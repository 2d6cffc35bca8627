//! Host-side rendering interface.
//!
//! The sequencer never touches a canvas or DOM directly. Hosts implement
//! [`Surface`]; the web host paints a 2D canvas and moves input elements, the
//! terminal host prints text, and tests use [`RecordingSurface`].

#[cfg(feature = "serde")]
use serde::Serialize;

use crate::geometry::{ArcPath, InputPlacement, TapeGeometry};
use crate::problem::Field;

pub trait Surface {
    /// Paint the tape background into the lower band.
    fn draw_tape(&mut self, geometry: &TapeGeometry);

    /// Stroke an annotation arc and its arrowhead.
    fn stroke_arc(&mut self, arc: &ArcPath);

    /// Make the input for `field` visible at `placement` and focus it.
    fn show_input(&mut self, field: Field, placement: InputPlacement);

    /// Replace the input for `field` with a read-only label.
    fn freeze_input(&mut self, field: Field, value: Option<i64>);

    fn hide_input(&mut self, field: Field);

    /// Replace the expression readout.
    fn set_expression(&mut self, text: &str);
}

#[derive(Debug, Clone, PartialEq)]
#[cfg_attr(feature = "serde", derive(Serialize))]
#[cfg_attr(feature = "serde", serde(tag = "op", rename_all = "snake_case"))]
pub enum DrawCommand {
    DrawTape,
    StrokeArc { arc: ArcPath },
    ShowInput { field: Field, placement: InputPlacement },
    FreezeInput { field: Field, value: Option<i64> },
    HideInput { field: Field },
    SetExpression { text: String },
}

/// Keeps every call as a [`DrawCommand`].
#[derive(Debug, Clone, Default)]
pub struct RecordingSurface {
    commands: Vec<DrawCommand>,
}

impl RecordingSurface {
    pub fn new() -> Self {
        Self::default()
    }

    pub fn commands(&self) -> &[DrawCommand] {
        &self.commands
    }

    /// Hand back everything recorded so far and start over.
    pub fn take(&mut self) -> Vec<DrawCommand> {
        std::mem::take(&mut self.commands)
    }

    /// Most recent expression text, if any was set.
    pub fn expression(&self) -> Option<&str> {
        self.commands.iter().rev().find_map(|c| match c {
            DrawCommand::SetExpression { text } => Some(text.as_str()),
            _ => None,
        })
    }

    pub fn arcs(&self) -> impl Iterator<Item = &ArcPath> {
        self.commands.iter().filter_map(|c| match c {
            DrawCommand::StrokeArc { arc } => Some(arc),
            _ => None,
        })
    }
}

impl Surface for RecordingSurface {
    fn draw_tape(&mut self, _geometry: &TapeGeometry) {
        self.commands.push(DrawCommand::DrawTape);
    }

    fn stroke_arc(&mut self, arc: &ArcPath) {
        self.commands.push(DrawCommand::StrokeArc { arc: *arc });
    }

    fn show_input(&mut self, field: Field, placement: InputPlacement) {
        self.commands
            .push(DrawCommand::ShowInput { field, placement });
    }

    fn freeze_input(&mut self, field: Field, value: Option<i64>) {
        self.commands.push(DrawCommand::FreezeInput { field, value });
    }

    fn hide_input(&mut self, field: Field) {
        self.commands.push(DrawCommand::HideInput { field });
    }

    fn set_expression(&mut self, text: &str) {
        self.commands.push(DrawCommand::SetExpression {
            text: text.to_string(),
        });
    }
}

|---|

=== What this task involves ===
Please output the listing above exactly, every line included.

=== Output for this exercise ===
repository 2d6cffc35bca8627
//! Host-side rendering interface.
//!
//! The sequencer never touches a canvas or DOM directly. Hosts implement
//! [`Surface`]; the web host paints a 2D canvas and moves input elements, the
//! terminal host prints text, and tests use [`RecordingSurface`].

#[cfg(feature = "serde")]
use serde::Serialize;

use crate::geometry::{ArcPath, InputPlacement, TapeGeometry};
use crate::problem::Field;

pub trait Surface {
    /// Paint the tape background into the lower band.
    fn draw_tape(&mut self, geometry: &TapeGeometry);

    /// Stroke an annotation arc and its arrowhead.
    fn stroke_arc(&mut self, arc: &ArcPath);

    /// Make the input for `field` visible at `placement` and focus it.
    fn show_input(&mut self, field: Field, placement: InputPlacement);

    /// Replace the input for `field` with a read-only label.
    fn freeze_input(&mut self, field: Field, value: Option<i64>);

    fn hide_input(&mut self, field: Field);

    /// Replace the expression readout.
    fn set_expression(&mut self, text: &str);
}

#[derive(Debug, Clone, PartialEq)]
#[cfg_attr(feature = "serde", derive(Serialize))]
#[cfg_attr(feature = "serde", serde(tag = "op", rename_all = "snake_case"))]
pub enum DrawCommand {
    DrawTape,
    StrokeArc { arc: ArcPath },
    ShowInput { field: Field, placement: InputPlacement },
    FreezeInput { field: Field, value: Option<i64> },
    HideInput { field: Field },
    SetExpression { text: String },
}

/// Keeps every call as a [`DrawCommand`].
#[derive(Debug, Clone, Default)]
pub struct RecordingSurface {
    commands: Vec<DrawCommand>,
}

impl RecordingSurface {
    pub fn new() -> Self {
        Self::default()
    }

    pub fn commands(&self) -> &[DrawCommand] {
        &self.commands
    }

    /// Hand back everything recorded so far and start over.
    pub fn take(&mut self) -> Vec<DrawCommand> {
        std::mem::take(&mut self.commands)
    }

    /// Most recent expression text, if any was set.
    pub fn expression(&self) -> Option<&str> {
        self.commands.iter().rev().find_map(|c| match c {
            DrawCommand::SetExpression { text } => Some(text.as_str()),
            _ => None,
        })
    }

    pub fn arcs(&self) -> impl Iterator<Item = &ArcPath> {
        self.commands.iter().filter_map(|c| match c {
            DrawCommand::StrokeArc { arc } => Some(arc),
            _ => None,
        })
    }
}

impl Surface for RecordingSurface {
    fn draw_tape(&mut self, _geometry: &TapeGeometry) {
        self.commands.push(DrawCommand::DrawTape);
    }

    fn stroke_arc(&mut self, arc: &ArcPath) {
        self.commands.push(DrawCommand::StrokeArc { arc: *arc });
    }

    fn show_input(&mut self, field: Field, placement: InputPlacement) {
        self.commands
            .push(DrawCommand::ShowInput { field, placement });
    }

    fn freeze_input(&mut self, field: Field, value: Option<i64>) {
        self.commands.push(DrawCommand::FreezeInput { field, value });
    }

    fn hide_input(&mut self, field: Field) {
        self.commands.push(DrawCommand::HideInput { field });
    }

    fn set_expression(&mut self, text: &str) {
        self.commands.push(DrawCommand::SetExpression {
            text: text.to_string(),
        });
    }
}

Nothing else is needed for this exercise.